Sleeping at night in a room with artificial light is known to affect the duration and quality of sleep. Melatonin, the hormone produced in the pineal gland, promotes sleepiness as evening darkness descends, and leads us to wake up as the morning light strengthens. Artificial light during the night hours can disturb sleep patterns by reducing the production of melatonin at an inappropriate time. But what about the fact that the sky becomes light so much earlier in summer than in winter? Does this affect the duration or quality of our sleep?
Although it makes sense that changing day length and light exposure during the different seasons could affect our sleep, this is difficult to measure objectively. Many people wake to the call of an alarm clock in order to get to school or work timeously, and therefore modify their sleep patterns artificially. Some studies where people have assessed the quality and duration of their own sleep have suggested an increase in sleep duration during winter, when day length is shorter, but scientific measures are needed to determine how, exactly, the seasons affect sleep.
Many species of animals hibernate as a way of surviving the harsh conditions of winter, but humans show no such behavioral or physiological adaptation. However, they have been shown to exhibit seasonal patterns in the production of certain hormones and to become less active in winter and consume more calories. A new study of people with sleep problems has now investigated empirically whether the characteristics of sleep vary depending on the time of year.
“Possibly one of the most precious achievements in human evolution is an almost invisibility of seasonality on the behavioral level,” said Dr. Dieter Kunz, corresponding author of the study, based at the Clinic of Sleep & Chronomedicine at the St Hedwig Hospital, Berlin. “In our study we show that human sleep architecture varies substantially across seasons in an adult population living in an urban environment.”
The study was led by Ms Aileen Seidler, a researcher in Dr. Kunz’s working group at the Charité Medical University of Berlin. Data on sleep characteristics were collected from 188 patients (98 women and 90 men, aged between 17 and 81 years) who had undergone polysomnography at the St Hedwig Hospital. These studies are regularly carried out on patients who experience sleep-related difficulties, using a special laboratory where patients are asked to sleep naturally without an alarm clock, and the quality and type of sleep can be monitored, as well as the length of sleep.
The researchers were interested in variables such as the total duration of sleep, the time spent in REM sleep (the phase during which the brain is more active and dreaming takes place), the time spent in deep, slow-wave sleep, the time taken to fall asleep (sleep latency), and the time taken between sleep onset and the first period of REM sleep (REM latency). They collected data from participants in all months of the year and averaged the results for each month over a full year.

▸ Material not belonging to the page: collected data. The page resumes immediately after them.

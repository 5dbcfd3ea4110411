//! # Platform Passkey Client
//!
//! This crate defines a [`Client`] that runs WebAuthn registration and authentication ceremonies
//! against the native platform authenticator and, where allowed, an external security key. The
//! cryptography and the user interface belong to the platform, reached through the traits of
//! [`platform_passkey_native`]. The [`Client`] takes care of everything the WebAuthn
//! specification asks of a client around them:
//!
//! * validating the RP ID against the calling origin, see [`RpIdVerifier`],
//! * building the exact `clientDataJSON` the relying party verifies, including `crossOrigin`,
//! * translating the `prf`, `largeBlob` and `credProps` extensions,
//! * running both authenticator classes as one ceremony that settles exactly once,
//! * converting the native result, including the credential public key as DER SPKI.
//!
//! [`PasskeyLister`] lists the passkeys the platform stores for a relying party.
//!
//! This crate does not provide any code to perform networking requests to and from Relying
//! Parties.

use std::sync::Arc;

use platform_passkey_native::{
    AttestationParser, AuthorizationController, CborAttestationParser, CeremonyKind,
    PresentationAnchor, PresentationAnchorProvider, StateTable, WindowHandle,
};
use platform_passkey_types::webauthn::{
    AuthenticatedPublicKeyCredential, AuthenticationExtensionsClientInputs, CeremonyOutcome,
    ClientDataType, CreatedPublicKeyCredential, CredentialCreationOptions,
    CredentialRequestOptions,
};
use url::Url;

mod ceremony;
mod client_data;
mod config;
mod error;
mod extensions;
mod normalize;
mod passkeys;
mod rp_id_verifier;
mod spki;

pub use self::{
    ceremony::{build_create_requests, build_get_requests, run, SECURITY_KEY_ALGORITHMS},
    client_data::{build_client_data, hash_client_data, ClientDataHash},
    config::{CeremonyPolicy, ClientConfig, DEFAULT_TIMEOUT, MAX_TIMEOUT},
    error::{
        classify_native_error, WebauthnError, EXCLUDED_CREDENTIAL_MARKERS, NOT_ALLOWED_MARKERS,
    },
    extensions::{
        negotiate, ExtensionTags, ExtensionWarning, NegotiatedExtensions, Negotiation,
    },
    passkeys::{ListError, PasskeyInfo, PasskeyLister, MINIMUM_PLATFORM_VERSION},
    rp_id_verifier::{PublicSuffix, RpIdRejection, RpIdValidation, RpIdVerifier},
    spki::{encode_ec2_public_key, public_key_der_from_cose_key, SpkiError, P256_SPKI_LEN},
};

#[cfg(test)]
mod tests;

/// Where a ceremony was requested from.
#[derive(Debug, Clone, PartialEq, Eq)]
pub struct CallerContext {
    /// The origin of the document that made the request.
    pub origin: String,
    /// The origin of the top level document, if the request came from a nested frame.
    pub top_frame_origin: Option<String>,
    /// The window the authenticator prompt is attached to.
    pub window: WindowHandle,
}

impl CallerContext {
    /// A request from the top level document at `origin`.
    pub fn new(origin: impl Into<String>, window: WindowHandle) -> Self {
        Self {
            origin: origin.into(),
            top_frame_origin: None,
            window,
        }
    }

    /// Mark the request as coming from a frame nested in `top_frame_origin`.
    pub fn with_top_frame_origin(mut self, top_frame_origin: impl Into<String>) -> Self {
        self.top_frame_origin = Some(top_frame_origin.into());
        self
    }

    fn urls(&self) -> Result<(Url, Option<Url>), WebauthnError> {
        let origin = Url::parse(&self.origin).map_err(|_| WebauthnError::InvalidOrigin)?;
        let top_frame_origin = self
            .top_frame_origin
            .as_deref()
            .map(Url::parse)
            .transpose()
            .map_err(|_| WebauthnError::InvalidTopOrigin)?;
        Ok((origin, top_frame_origin))
    }
}

type WarningCallback = Box<dyn Fn(ExtensionWarning) + Send + Sync>;

/// A `Client` represents a Webauthn client running on top of the native platform authenticator.
///
/// Users of this struct supply an [`AuthorizationController`] that runs native ceremonies and a
/// [`PresentationAnchorProvider`] that resolves the caller's window. Attestation objects are read
/// with a [`CborAttestationParser`] unless another [`AttestationParser`] is configured.
pub struct Client {
    controller: Arc<dyn AuthorizationController>,
    anchors: Arc<dyn PresentationAnchorProvider>,
    attestation_parser: Box<dyn AttestationParser>,
    rp_id_verifier: RpIdVerifier,
    policy: CeremonyPolicy,
    states: Arc<StateTable>,
    on_extension_warning: Option<WarningCallback>,
}

impl Client {
    /// Create a `Client` with the default policy and no public suffix list.
    pub fn new(
        controller: impl AuthorizationController + 'static,
        anchors: impl PresentationAnchorProvider + 'static,
    ) -> Self {
        Self {
            controller: Arc::new(controller),
            anchors: Arc::new(anchors),
            attestation_parser: Box::new(CborAttestationParser),
            rp_id_verifier: RpIdVerifier::new(),
            policy: CeremonyPolicy::default(),
            states: Arc::new(StateTable::new()),
            on_extension_warning: None,
        }
    }

    /// Apply a host supplied configuration.
    pub fn with_config(self, config: &ClientConfig) -> Self {
        self.allows_insecure_localhost(config.allow_insecure_localhost)
            .with_policy(config.policy())
    }

    /// Allows the internal [RpIdVerifier] to pass through localhost requests.
    pub fn allows_insecure_localhost(mut self, is_allowed: bool) -> Self {
        self.rp_id_verifier = self.rp_id_verifier.allows_insecure_localhost(is_allowed);
        self
    }

    /// Reject RP IDs that `public_suffix` reports as public suffixes.
    pub fn with_public_suffix(mut self, public_suffix: impl PublicSuffix + 'static) -> Self {
        self.rp_id_verifier = self.rp_id_verifier.with_public_suffix(public_suffix);
        self
    }

    /// Use `policy` for ceremony timeouts.
    pub fn with_policy(mut self, policy: CeremonyPolicy) -> Self {
        self.policy = policy;
        self
    }

    /// Read attestation objects with `parser`.
    pub fn with_attestation_parser(mut self, parser: impl AttestationParser + 'static) -> Self {
        self.attestation_parser = Box::new(parser);
        self
    }

    /// Share the state of in-flight ceremonies with other clients.
    pub fn with_state_table(mut self, states: Arc<StateTable>) -> Self {
        self.states = states;
        self
    }

    /// Call `callback` for every extension input that is dropped.
    pub fn on_extension_warning(
        mut self,
        callback: impl Fn(ExtensionWarning) + Send + Sync + 'static,
    ) -> Self {
        self.on_extension_warning = Some(Box::new(callback));
        self
    }

    /// Read access to the Client's [`RpIdVerifier`].
    pub fn rp_id_verifier(&self) -> &RpIdVerifier {
        &self.rp_id_verifier
    }

    /// The state of in-flight ceremonies.
    pub fn state_table(&self) -> &Arc<StateTable> {
        &self.states
    }

    fn negotiate(
        &self,
        kind: CeremonyKind,
        inputs: Option<&AuthenticationExtensionsClientInputs>,
    ) -> Result<Negotiation, WebauthnError> {
        let negotiation = negotiate(kind, inputs)?;
        if let Some(callback) = self.on_extension_warning.as_ref() {
            for warning in &negotiation.warnings {
                callback(*warning);
            }
        }
        Ok(negotiation)
    }

    fn anchor(&self, window: &WindowHandle) -> Result<PresentationAnchor, WebauthnError> {
        self.anchors.anchor(window).map_err(|e| {
            log::debug!("Could not resolve window handle: {e}");
            WebauthnError::InvalidWindowHandle
        })
    }

    /// Register a webauthn `request` made by `context`.
    ///
    /// Returns either a [`CreatedPublicKeyCredential`] on success or some [`WebauthnError`].
    pub async fn register(
        &self,
        context: &CallerContext,
        request: CredentialCreationOptions,
    ) -> Result<CreatedPublicKeyCredential, WebauthnError> {
        let request = request.public_key;

        let (origin, top_frame_origin) = context.urls()?;
        if request.challenge.is_empty() {
            return Err(WebauthnError::EmptyChallenge);
        }
        if request.user.id.is_empty() {
            return Err(WebauthnError::MissingUserId);
        }

        let rp_id = self
            .rp_id_verifier
            .assert_domain(&context.origin, request.rp.id.as_deref())?;
        let negotiation = self.negotiate(CeremonyKind::Create, request.extensions.as_ref())?;

        let client_data = build_client_data(
            ClientDataType::Create,
            &origin,
            &request.challenge,
            top_frame_origin.as_ref(),
        );
        let client_data = hash_client_data(&client_data)
            .map_err(|e| WebauthnError::InvalidClientData(e.to_string()))?;

        let anchor = self.anchor(&context.window)?;

        let (requests, state) = build_create_requests(
            &rp_id,
            &request,
            client_data.hash,
            &negotiation.extensions,
        );
        let timeout = self.policy.effective_timeout(request.timeout);
        let credential = run(
            self.controller.as_ref(),
            &self.states,
            CeremonyKind::Create,
            requests,
            state,
            anchor,
            timeout,
        )
        .await?;

        normalize::registration(
            credential,
            client_data.json,
            &negotiation.extensions,
            self.attestation_parser.as_ref(),
        )
    }

    /// Authenticate a Webauthn `request` made by `context`.
    ///
    /// Returns either an [`AuthenticatedPublicKeyCredential`] on success or some [`WebauthnError`].
    pub async fn authenticate(
        &self,
        context: &CallerContext,
        request: CredentialRequestOptions,
    ) -> Result<AuthenticatedPublicKeyCredential, WebauthnError> {
        let request = request.public_key;

        let (origin, top_frame_origin) = context.urls()?;
        if request.challenge.is_empty() {
            return Err(WebauthnError::EmptyChallenge);
        }

        let rp_id = self
            .rp_id_verifier
            .assert_domain(&context.origin, request.rp_id.as_deref())?;
        let negotiation = self.negotiate(CeremonyKind::Get, request.extensions.as_ref())?;

        let client_data = build_client_data(
            ClientDataType::Get,
            &origin,
            &request.challenge,
            top_frame_origin.as_ref(),
        );
        let client_data = hash_client_data(&client_data)
            .map_err(|e| WebauthnError::InvalidClientData(e.to_string()))?;

        let anchor = self.anchor(&context.window)?;

        let (requests, state) =
            build_get_requests(&rp_id, &request, client_data.hash, &negotiation.extensions);
        let timeout = self.policy.effective_timeout(request.timeout);
        let credential = run(
            self.controller.as_ref(),
            &self.states,
            CeremonyKind::Get,
            requests,
            state,
            anchor,
            timeout,
        )
        .await?;

        normalize::assertion(credential, client_data.json)
    }

    /// [`Self::register`], with the result in the shape returned to web content.
    pub async fn create(
        &self,
        context: &CallerContext,
        request: CredentialCreationOptions,
    ) -> CeremonyOutcome<CreatedPublicKeyCredential> {
        match self.register(context, request).await {
            Ok(credential) => CeremonyOutcome::Success(credential),
            Err(e) => {
                log::debug!("Registration for {} failed: {e}", context.origin);
                e.into_outcome()
            }
        }
    }

    /// [`Self::authenticate`], with the result in the shape returned to web content.
    pub async fn get(
        &self,
        context: &CallerContext,
        request: CredentialRequestOptions,
    ) -> CeremonyOutcome<AuthenticatedPublicKeyCredential> {
        match self.authenticate(context, request).await {
            Ok(credential) => CeremonyOutcome::Success(credential),
            Err(e) => {
                log::debug!("Authentication for {} failed: {e}", context.origin);
                e.into_outcome()
            }
        }
    }
}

The results of the study, published in the journal Frontiers in Neuroscience, show that, even for an urban population of adults experiencing sleep difficulties, there are clear seasonal effects on certain sleep parameters. Urban dwellers are typically exposed to lower levels of natural light and higher light pollution, but the participants still needed an extra hour of sleep during the winter months than they did in the summer. This result was not statistically significant, although the trend was clearly apparent.
The time spent in REM sleep was an average of 30 minutes longer during the winter months, and this result was statistically significant. REM sleep is known to be directly linked to the circadian clock, which is affected by changing light levels. The researchers also found that REM latency was significantly shorter in winter and early autumn compared to late spring and late autumn. In addition, the duration of deep, slow-wave sleep was largely stable over the year, except for a significant decrease in duration shown in autumn.
The team acknowledged that these results may have been affected by the particular sleep disturbances experienced by the patients, and would need to be validated in a population with normal sleep patterns. However, the fact that a seasonal influence was detected in people with sleep problems may mean that this effect would be even more apparent in a healthy population.
The authors state that this is one of few studies investigating seasonal changes in polysomnography-documented human sleep architecture that looks for subtle changes by comparing months and not just seasons.
The experts suggest that seasonal changes in sleep characteristics may have implications for recommendations regarding sleep routines. For example, people may be encouraged to go to bed earlier in winter in order to fulfil the need for extra sleep time during this season. The twice-annual turning of the clock may also help people to adjust to seasonal changes in physiology that may underlie the sleep changes identified in this study.
“Seasonality is ubiquitous in any living being on this planet,” said Kunz. “Even though we still perform unchanged, over the winter human physiology is down-regulated, with a sensation of ‘running-on-empty’ in February or March. In general, societies need to adjust sleep habits including length and timing to season, or adjust school and working schedules to seasonal sleep needs.”